**TASK TO COMPLETE**
Report the number of lines in the data below where the string "SocketAddr" shows up, and only that number.

**RECORDS FOR THE EXERCISE**
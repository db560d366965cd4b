//! Saga runner entry point.

use run_store::{InMemoryRunStore, PostgresRunStore};
use runner::Config;
use sqlx::postgres::PgPoolOptions;

#[tokio::main]
async fn main() {
    // 1. Load configuration and initialize tracing
    let config = Config::from_env();
    runner::telemetry::init_tracing(&config);

    // 2. Install Prometheus metrics recorder when a listener address is configured
    if let Some(addr) = config.metrics_addr {
        runner::telemetry::install_metrics(addr).expect("failed to install Prometheus recorder");
        tracing::info!(%addr, "metrics listener started");
    }

    // 3. Pick the run store and drive the order saga
    let result = match &config.database_url {
        Some(url) => {
            let pool = PgPoolOptions::new()
                .max_connections(config.database_max_connections)
                .connect(url)
                .await
                .expect("failed to connect to database");
            let store = PostgresRunStore::new(pool);
            store
                .run_migrations()
                .await
                .expect("failed to run migrations");
            tracing::info!("using postgres run store");
            runner::run(store, &config).await
        }
        None => {
            tracing::info!("using in-memory run store");
            runner::run(InMemoryRunStore::new(), &config).await
        }
    };

    match result {
        Ok(report) => {
            tracing::info!(
                recovered = report.recovered,
                status = ?report.final_status,
                "runner finished"
            );
        }
        Err(e) => {
            tracing::error!(error = %e, "runner failed");
            std::process::exit(1);
        }
    }
}
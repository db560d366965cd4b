//! Runner configuration loaded from environment variables.

use std::net::SocketAddr;
use std::time::Duration;

/// Output format of the tracing subscriber.
#[derive(Debug, Clone, Copy, PartialEq, Eq, Default)]
pub enum LogFormat {
    /// Human-readable lines.
    #[default]
    Pretty,
    /// One JSON object per event.
    Json,
}

impl LogFormat {
    fn parse(value: &str) -> Self {
        if value.eq_ignore_ascii_case("json") {
            LogFormat::Json
        } else {
            LogFormat::Pretty
        }
    }
}

/// Runner configuration with sensible defaults.
///
/// Reads from environment variables:
/// - `RUST_LOG`: tracing filter directive (default: `"info"`)
/// - `LOG_FORMAT`: `pretty` or `json` (default: `pretty`)
/// - `DATABASE_URL`: Postgres connection string; the in-memory store is used when unset
/// - `DATABASE_MAX_CONNECTIONS`: pool size (default: `5`)
/// - `SAGA_STEP_TIMEOUT_MS`: per-step timeout, `0` disables it (default: `5000`)
/// - `METRICS_ADDR`: bind address of the Prometheus scrape listener; none when unset
#[derive(Debug, Clone)]
pub struct Config {
    pub log_level: String,
    pub log_format: LogFormat,
    pub database_url: Option<String>,
    pub database_max_connections: u32,
    pub step_timeout: Option<Duration>,
    pub metrics_addr: Option<SocketAddr>,
}

const DEFAULT_MAX_CONNECTIONS: u32 = 5;
const DEFAULT_STEP_TIMEOUT_MS: u64 = 5000;

impl Config {
    /// Loads configuration from environment variables, falling back to defaults.
    pub fn from_env() -> Self {
        Self::from_lookup(|key| std::env::var(key).ok())
    }

    /// Builds the configuration from an arbitrary key lookup.
    pub fn from_lookup(lookup: impl Fn(&str) -> Option<String>) -> Self {
        let step_timeout_ms = lookup("SAGA_STEP_TIMEOUT_MS")
            .and_then(|v| v.parse().ok())
            .unwrap_or(DEFAULT_STEP_TIMEOUT_MS);

        Self {
            log_level: lookup("RUST_LOG").unwrap_or_else(|| "info".to_string()),
            log_format: lookup("LOG_FORMAT")
                .map(|v| LogFormat::parse(&v))
                .unwrap_or_default(),
            database_url: lookup("DATABASE_URL").filter(|url| !url.is_empty()),
            database_max_connections: lookup("DATABASE_MAX_CONNECTIONS")
                .and_then(|v| v.parse().ok())
                .filter(|n| *n > 0)
                .unwrap_or(DEFAULT_MAX_CONNECTIONS),
            step_timeout: (step_timeout_ms > 0).then(|| Duration::from_millis(step_timeout_ms)),
            metrics_addr: lookup("METRICS_ADDR").and_then(|v| v.parse().ok()),
        }
    }
}

impl Default for Config {
    fn default() -> Self {
        Self::from_lookup(|_| None)
    }
}
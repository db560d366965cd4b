//! Saga error types.

use common::{PayloadError, SagaId};
use run_store::{RunStoreError, SagaStatus};
use thiserror::Error;

use crate::services::ServiceError;

/// Errors raised while building a saga definition or checking a run against it.
#[derive(Debug, Clone, PartialEq, Eq, Error)]
pub enum DefinitionError {
    /// A step was registered without a name.
    #[error("Saga '{saga}' has a step with an empty name")]
    EmptyStepName { saga: String },

    /// Two steps share a name.
    #[error("Saga '{saga}' defines step '{step}' more than once")]
    DuplicateStep { saga: String, step: String },

    /// The recorded progress does not line up with the definition's order.
    #[error("Executed steps {executed:?} are not a prefix of saga '{saga}'")]
    ProgressMismatch { saga: String, executed: Vec<String> },
}

/// Errors that can occur during saga operations.
///
/// Step failures are not errors: they end the run through compensation and
/// are reported as a failed [`SagaOutcome`](crate::SagaOutcome).
#[derive(Debug, Error)]
pub enum SagaError {
    /// The run store failed; progress for this call cannot be trusted.
    #[error("Run store error: {0}")]
    Store(#[from] RunStoreError),

    /// No run exists for the identifier.
    #[error("Saga run not found: {0}")]
    RunNotFound(SagaId),

    /// A run already exists for the identifier.
    #[error("Saga run already exists: {0}")]
    AlreadyExists(SagaId),

    /// The run is in a status that does not allow the operation.
    #[error("Cannot {operation} saga {saga_id} in status {status}")]
    InvalidState {
        saga_id: SagaId,
        status: SagaStatus,
        operation: &'static str,
    },

    /// The saga definition is invalid or does not match the run.
    #[error("Invalid saga definition: {0}")]
    Definition(#[from] DefinitionError),

    /// A payload field required by the caller is missing or malformed.
    #[error("Payload error: {0}")]
    Payload(#[from] PayloadError),

    /// An external service call made outside a step failed.
    #[error("Service error: {0}")]
    Service(#[from] ServiceError),

    /// Serialization error.
    #[error("Serialization error: {0}")]
    Serialization(#[from] serde_json::Error),
}

/// Convenience type alias for saga results.
pub type Result<T> = std::result::Result<T, SagaError>;
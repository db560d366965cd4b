use async_trait::async_trait;
use common::{Payload, SagaId};
use criterion::{Criterion, criterion_group, criterion_main};
use run_store::{InMemoryRunStore, RunState, RunStore};
use saga::{
    InMemoryDeliveryService, InMemoryKitchenService, InMemoryPaymentService, Orchestrator,
    OrderItem, OrderWorkflow, PaymentMethod, PlaceOrder, SagaDefinition, Step, StepAction,
    StepCompensation, StepError,
};

struct Noop(&'static str);

#[async_trait]
impl StepAction for Noop {
    async fn execute(&self, payload: &mut Payload) -> Result<(), StepError> {
        payload.insert(self.0, true);
        Ok(())
    }
}

#[async_trait]
impl StepCompensation for Noop {
    async fn compensate(&self, _payload: &Payload) -> Result<(), StepError> {
        Ok(())
    }
}

struct Fail;

#[async_trait]
impl StepAction for Fail {
    async fn execute(&self, _payload: &mut Payload) -> Result<(), StepError> {
        Err(StepError::new("boom"))
    }
}

const STEP_NAMES: [&str; 5] = ["s1", "s2", "s3", "s4", "s5"];

fn definition(with_failure: bool) -> SagaDefinition {
    let mut builder = SagaDefinition::builder("bench");
    for name in STEP_NAMES {
        builder = builder.step(Step::compensable(name, Noop(name)));
    }
    if with_failure {
        builder = builder.step(Step::new("fail", Fail));
    }
    builder.build().unwrap()
}

fn bench_execute_five_steps(c: &mut Criterion) {
    let rt = tokio::runtime::Runtime::new().unwrap();
    let orch = Orchestrator::new(InMemoryRunStore::new());
    let def = definition(false);

    c.bench_function("orchestrator/execute_5_steps", |b| {
        b.iter(|| {
            rt.block_on(async {
                orch.execute(&SagaId::new(), &def, Payload::new())
                    .await
                    .unwrap();
            });
        });
    });
}

fn bench_execute_and_compensate(c: &mut Criterion) {
    let rt = tokio::runtime::Runtime::new().unwrap();
    let orch = Orchestrator::new(InMemoryRunStore::new());
    let def = definition(true);

    c.bench_function("orchestrator/execute_5_steps_then_compensate", |b| {
        b.iter(|| {
            rt.block_on(async {
                let outcome = orch
                    .execute(&SagaId::new(), &def, Payload::new())
                    .await
                    .unwrap();
                assert!(!outcome.is_success());
            });
        });
    });
}

fn bench_replay_completed_prefix(c: &mut Criterion) {
    let rt = tokio::runtime::Runtime::new().unwrap();
    let store = InMemoryRunStore::new();
    let saga_id = SagaId::new();

    // All five steps already recorded
    rt.block_on(async {
        let mut run = RunState::new(Payload::new());
        for name in STEP_NAMES {
            run.record_executed(name);
        }
        store.save(&saga_id, &run).await.unwrap();
    });

    let orch = Orchestrator::new(store);
    let def = definition(false);

    c.bench_function("orchestrator/replay_5_executed_steps", |b| {
        b.iter(|| {
            rt.block_on(async {
                orch.execute(&saga_id, &def, Payload::new()).await.unwrap();
            });
        });
    });
}

fn bench_order_workflow(c: &mut Criterion) {
    let rt = tokio::runtime::Runtime::new().unwrap();
    let workflow = OrderWorkflow::new(
        Orchestrator::new(InMemoryRunStore::new()),
        InMemoryPaymentService::new(),
        InMemoryKitchenService::new(),
        InMemoryDeliveryService::new(),
        None,
    )
    .unwrap();

    c.bench_function("order_workflow/place_and_confirm", |b| {
        b.iter(|| {
            rt.block_on(async {
                let placed = workflow
                    .place_order(PlaceOrder {
                        customer_id: "bench".to_string(),
                        items: vec![OrderItem::new("Burger", 1, 899)],
                        delivery_address: "1 Main St".to_string(),
                        payment_method: PaymentMethod::Cash,
                    })
                    .await
                    .unwrap();
                workflow
                    .confirm_payment(&placed.saga_id, true)
                    .await
                    .unwrap();
            });
        });
    });
}

criterion_group!(
    benches,
    bench_execute_five_steps,
    bench_execute_and_compensate,
    bench_replay_completed_prefix,
    bench_order_workflow,
);
criterion_main!(benches);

**TASK RESPONSE**
2